Takes the long-read SCE object from the long-read pipeline and the short-read SCE object, creates a MultiAssayExperiment object with the two SingleCellExperiment objects. Cells with duplicated barcodes are removed from the larger library.

Value

A MultiAssayExperiment object, with 'gene_counts' and 'transcript_counts' experiments.

Examples

library(SingleCellExperiment)
a <- SingleCellExperiment(assays = list(counts = matrix(rpois(100, 5), ncol = 10)))
b <- SingleCellExperiment(assays = list(counts = matrix(rpois(100, 5), ncol = 10)))
long_read <- SingleCellExperiment(assays = list(counts = matrix(rpois(100, 5), ncol = 10)))
colData(a)$Barcode <- paste0(1:10, '-1')
colData(b)$Barcode <- paste0(8:17, '-1')
colnames(long_read) <- as.character(2:11)
rownames(a) <- as.character(101:110)
rownames(b) <- as.character(103:112)
rownames(long_read) <- as.character(1001:1010)
combine_sce(short_read_large = a, short_read_small = b, long_read_sce = long_read)

Create Configuration File From Arguments

Description

Create Configuration File From Arguments

Usage

create_config(outdir, type = "sc_3end", ...)

Arguments

outdir

the destination directory for the configuratio nfile

type

use an example config, available values:

  • "sc_3end" - config for 10x 3' end ONT reads

  • "SIRV" - config for the SIRV example reads

...

Configuration parameters.

  • seed - Integer. Seed for minimap2.

  • threads - Number of threads to use.

  • do_barcode_demultiplex - Boolean. Specifies whether to run the barcode demultiplexing step.

  • do_genome_alignment - Boolean. Specifies whether to run the genome alignment step. TRUE is recommended

  • do_gene_quantification - Boolean. Specifies whether to run gene quantification using the genome alignment results. TRUE is recommended

  • do_isoform_identification - Boolean. Specifies whether to run the isoform identification step. TRUE is recommended

  • bambu_isoform_identification - Boolean. Whether to use Bambu for isoform identification.

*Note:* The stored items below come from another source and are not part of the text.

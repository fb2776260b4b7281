//! Configuration management.

mod file_config;

pub use file_config::{
    ConfigFile, ConfigFileError, CoversConfig, HttpConfig, LinksConfig, LoggingConfig,
    SearchSection,
};

use serde::{Deserialize, Serialize};
use std::path::{Path, PathBuf};
use std::time::Duration;

use crate::utils::{CoverResolver, CoverSize};

/// Name of the configuration file looked up by [`find_config_file`]
pub const CONFIG_FILE_NAME: &str = "book-finder.toml";

/// Prefix for environment variable overrides
pub const ENV_PREFIX: &str = "BOOK_FINDER";

/// Runtime settings handed to the search controller and the HTTP source
#[derive(Debug, Clone, PartialEq, Serialize, Deserialize)]
pub struct SearchConfig {
    /// Search endpoint (JSON)
    pub endpoint: String,

    /// Records per page
    pub page_size: u32,

    /// Quiet period before a request is issued
    pub debounce_ms: u64,

    /// Highest result index the endpoint will serve
    pub max_result_index: u64,

    /// Cover image service
    pub covers_base: String,

    /// Local asset used when a record has no cover
    pub placeholder: String,

    /// Cover size used when rendering results
    pub cover_size: CoverSize,

    /// Catalog site used for detail links
    pub site_base: String,

    /// Reading-access site used for scan links
    pub archive_base: String,

    /// Whole-request timeout
    pub timeout_secs: u64,

    /// User agent override
    pub user_agent: Option<String>,
}

impl Default for SearchConfig {
    fn default() -> Self {
        ConfigFile::default().into()
    }
}

impl SearchConfig {
    /// Point the configuration at a different search endpoint
    pub fn with_endpoint(mut self, endpoint: impl Into<String>) -> Self {
        self.endpoint = endpoint.into();
        self
    }

    /// Override the debounce window
    pub fn with_debounce(mut self, debounce: Duration) -> Self {
        self.debounce_ms = debounce.as_millis() as u64;
        self
    }

    /// Override the page size
    pub fn with_page_size(mut self, page_size: u32) -> Self {
        self.page_size = page_size;
        self
    }

    /// Override the request timeout
    pub fn with_timeout(mut self, timeout: Duration) -> Self {
        self.timeout_secs = timeout.as_secs();
        self
    }

    pub fn debounce(&self) -> Duration {
        Duration::from_millis(self.debounce_ms)
    }

    pub fn timeout(&self) -> Duration {
        Duration::from_secs(self.timeout_secs)
    }

    /// Cover resolver for the configured service and placeholder
    pub fn cover_resolver(&self) -> CoverResolver {
        CoverResolver::new(&self.covers_base, &self.placeholder)
    }
}

/// Load configuration from a file, with `BOOK_FINDER_*` environment overrides.
///
/// Nested keys use a double underscore, e.g. `BOOK_FINDER_SEARCH__PAGE_SIZE=12`.
pub fn load_config(path: &Path) -> Result<SearchConfig, ::config::ConfigError> {
    let settings = ::config::Config::builder()
        .add_source(::config::File::from(path))
        .add_source(
            ::config::Environment::with_prefix(ENV_PREFIX)
                .prefix_separator("_")
                .separator("__")
                .try_parsing(true),
        )
        .build()?;

    let file: ConfigFile = settings.try_deserialize()?;
    Ok(file.into())
}

/// Find a configuration file in the working directory or the user config dir
pub fn find_config_file() -> Option<PathBuf> {
    let local = PathBuf::from(CONFIG_FILE_NAME);
    if local.is_file() {
        return Some(local);
    }

    dirs::config_dir()
        .map(|dir| dir.join("book-finder").join("config.toml"))
        .filter(|path| path.is_file())
}

/// Get the default configuration
pub fn get_config() -> SearchConfig {
    SearchConfig::default()
}

#[cfg(test)]
mod tests {
    use super::*;
    use std::io::Write;
    use tempfile::tempdir;

    #[test]
    fn test_default_config() {
        let config = SearchConfig::default();
        assert_eq!(config.endpoint, "https://openlibrary.org/search.json");
        assert_eq!(config.page_size, 24);
        assert_eq!(config.debounce(), Duration::from_millis(300));
        assert_eq!(config.max_result_index, 1000);
        assert_eq!(config.cover_size, CoverSize::Medium);
    }

    #[test]
    fn test_builder_overrides() {
        let config = SearchConfig::default()
            .with_endpoint("http://127.0.0.1:1234/search.json")
            .with_debounce(Duration::from_millis(5))
            .with_page_size(10);
        assert_eq!(config.endpoint, "http://127.0.0.1:1234/search.json");
        assert_eq!(config.debounce_ms, 5);
        assert_eq!(config.page_size, 10);
    }

    #[test]
    fn test_load_config_from_file() {
        let dir = tempdir().unwrap();
        let path = dir.path().join("book-finder.toml");
        let mut file = std::fs::File::create(&path).unwrap();
        file.write_all(
            br#"
[search]
endpoint = "http://localhost:8080/search.json"
page_size = 12
debounce_ms = 150

[covers]
placeholder = "/img/blank.png"
"#,
        )
        .unwrap();

        let config = load_config(&path).unwrap();
        assert_eq!(config.endpoint, "http://localhost:8080/search.json");
        assert_eq!(config.page_size, 12);
        assert_eq!(config.debounce_ms, 150);
        assert_eq!(config.placeholder, "/img/blank.png");
        assert_eq!(config.max_result_index, 1000);
    }

    #[test]
    fn test_load_config_missing_file() {
        let result = load_config(Path::new("/nonexistent/book-finder.toml"));
        assert!(result.is_err());
    }
}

  • multithread_isoform_identification - Boolean. Whether to use FLAMES' new multithreaded Cpp implementation for isoform identification.

  • do_read_realignment - Boolean. Specifies whether to run the read realignment step. TRUE is recommended

  • do_transcript_quantification - Boolean. Specifies whether to run the transcript quantification step. TRUE is recommended

  • barcode_parameters - List. Parameters for barcode demultiplexing passed to find_barcode (except fastq, barcodes_file, stats_out, reads_out) and threads, which are set by the pipeline, see ?find_barcode for more details.

  • generate_raw_isoform - Boolean. Whether to generate all isoforms for debugging purpose.

  • max_dist - Maximum distance allowed when merging splicing sites in isoform consensus clustering.

  • max_ts_dist - Maximum distance allowed when merging transcript start/end position in isoform consensus clustering.

  • max_splice_match_dist - Maximum distance allowed when merging splice site called from the data and the reference annotation.

  • min_fl_exon_len - Minimum length for the first exon outside the gene body in reference annotation. This is to correct the alignment artifact

  • max_site_per_splice - Maximum transcript start/end site combinations allowed per splice chain

  • min_sup_cnt - Minimum number of read support an isoform decrease this number will significantly increase the number of isoform detected.

  • min_cnt_pct - Minimum percentage of count for an isoform relative to total count for the same gene.

  • min_sup_pct - Minimum percentage of count for an splice chain that support a given transcript start/end site combination.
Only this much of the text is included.